### What needs to be done:
Produce all the records again exactly as they stand.

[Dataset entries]
****

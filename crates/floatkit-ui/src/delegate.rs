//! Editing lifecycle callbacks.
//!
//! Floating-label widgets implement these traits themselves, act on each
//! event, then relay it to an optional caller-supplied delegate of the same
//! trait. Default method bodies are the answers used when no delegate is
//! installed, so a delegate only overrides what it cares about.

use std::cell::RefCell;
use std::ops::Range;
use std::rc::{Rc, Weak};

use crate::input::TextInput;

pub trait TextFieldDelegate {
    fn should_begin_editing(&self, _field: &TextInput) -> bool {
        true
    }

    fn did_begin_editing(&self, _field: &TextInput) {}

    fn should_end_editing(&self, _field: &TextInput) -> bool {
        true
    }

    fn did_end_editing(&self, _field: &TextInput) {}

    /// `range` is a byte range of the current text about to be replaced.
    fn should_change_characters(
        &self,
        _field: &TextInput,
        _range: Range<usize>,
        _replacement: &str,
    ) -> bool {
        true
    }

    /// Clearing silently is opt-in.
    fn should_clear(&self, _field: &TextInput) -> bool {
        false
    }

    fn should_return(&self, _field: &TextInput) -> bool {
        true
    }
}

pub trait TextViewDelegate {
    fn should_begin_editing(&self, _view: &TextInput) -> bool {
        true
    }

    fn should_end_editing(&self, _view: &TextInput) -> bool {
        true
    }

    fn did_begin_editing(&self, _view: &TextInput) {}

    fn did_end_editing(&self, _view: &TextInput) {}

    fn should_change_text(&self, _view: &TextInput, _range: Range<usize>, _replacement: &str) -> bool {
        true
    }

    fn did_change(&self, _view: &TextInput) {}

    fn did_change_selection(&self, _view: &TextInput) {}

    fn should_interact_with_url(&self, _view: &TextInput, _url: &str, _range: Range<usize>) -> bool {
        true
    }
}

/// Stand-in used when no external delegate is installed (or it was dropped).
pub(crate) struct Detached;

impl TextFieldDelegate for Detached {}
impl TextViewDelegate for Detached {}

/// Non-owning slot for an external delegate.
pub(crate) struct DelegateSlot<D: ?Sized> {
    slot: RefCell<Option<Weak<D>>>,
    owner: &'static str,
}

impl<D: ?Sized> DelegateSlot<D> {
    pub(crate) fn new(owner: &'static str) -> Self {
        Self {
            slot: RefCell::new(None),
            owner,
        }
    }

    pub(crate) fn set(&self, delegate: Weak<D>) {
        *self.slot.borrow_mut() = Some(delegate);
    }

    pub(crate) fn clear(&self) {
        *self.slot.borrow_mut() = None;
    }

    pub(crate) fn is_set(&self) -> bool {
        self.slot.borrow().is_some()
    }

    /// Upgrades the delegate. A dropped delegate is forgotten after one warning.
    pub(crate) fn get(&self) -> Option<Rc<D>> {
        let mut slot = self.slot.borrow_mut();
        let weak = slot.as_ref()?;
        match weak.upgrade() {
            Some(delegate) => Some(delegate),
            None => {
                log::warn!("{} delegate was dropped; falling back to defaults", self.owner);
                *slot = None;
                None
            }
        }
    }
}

****

### Output below:
filename crates/floatkit-ui/src/delegate.rs
//! Editing lifecycle callbacks.
//!
//! Floating-label widgets implement these traits themselves, act on each
//! event, then relay it to an optional caller-supplied delegate of the same
//! trait. Default method bodies are the answers used when no delegate is
//! installed, so a delegate only overrides what it cares about.

use std::cell::RefCell;
use std::ops::Range;
use std::rc::{Rc, Weak};

use crate::input::TextInput;

pub trait TextFieldDelegate {
    fn should_begin_editing(&self, _field: &TextInput) -> bool {
        true
    }

    fn did_begin_editing(&self, _field: &TextInput) {}

    fn should_end_editing(&self, _field: &TextInput) -> bool {
        true
    }

    fn did_end_editing(&self, _field: &TextInput) {}

    /// `range` is a byte range of the current text about to be replaced.
    fn should_change_characters(
        &self,
        _field: &TextInput,
        _range: Range<usize>,
        _replacement: &str,
    ) -> bool {
        true
    }

    /// Clearing silently is opt-in.
    fn should_clear(&self, _field: &TextInput) -> bool {
        false
    }

    fn should_return(&self, _field: &TextInput) -> bool {
        true
    }
}

pub trait TextViewDelegate {
    fn should_begin_editing(&self, _view: &TextInput) -> bool {
        true
    }

    fn should_end_editing(&self, _view: &TextInput) -> bool {
        true
    }

    fn did_begin_editing(&self, _view: &TextInput) {}

    fn did_end_editing(&self, _view: &TextInput) {}

    fn should_change_text(&self, _view: &TextInput, _range: Range<usize>, _replacement: &str) -> bool {
        true
    }

    fn did_change(&self, _view: &TextInput) {}

    fn did_change_selection(&self, _view: &TextInput) {}

    fn should_interact_with_url(&self, _view: &TextInput, _url: &str, _range: Range<usize>) -> bool {
        true
    }
}

/// Stand-in used when no external delegate is installed (or it was dropped).
pub(crate) struct Detached;

impl TextFieldDelegate for Detached {}
impl TextViewDelegate for Detached {}

/// Non-owning slot for an external delegate.
pub(crate) struct DelegateSlot<D: ?Sized> {
    slot: RefCell<Option<Weak<D>>>,
    owner: &'static str,
}

impl<D: ?Sized> DelegateSlot<D> {
    pub(crate) fn new(owner: &'static str) -> Self {
        Self {
            slot: RefCell::new(None),
            owner,
        }
    }

    pub(crate) fn set(&self, delegate: Weak<D>) {
        *self.slot.borrow_mut() = Some(delegate);
    }

    pub(crate) fn clear(&self) {
        *self.slot.borrow_mut() = None;
    }

    pub(crate) fn is_set(&self) -> bool {
        self.slot.borrow().is_some()
    }

    /// Upgrades the delegate. A dropped delegate is forgotten after one warning.
    pub(crate) fn get(&self) -> Option<Rc<D>> {
        let mut slot = self.slot.borrow_mut();
        let weak = slot.as_ref()?;
        match weak.upgrade() {
            Some(delegate) => Some(delegate),
            None => {
                log::warn!("{} delegate was dropped; falling back to defaults", self.owner);
                *slot = None;
                None
            }
        }
    }
}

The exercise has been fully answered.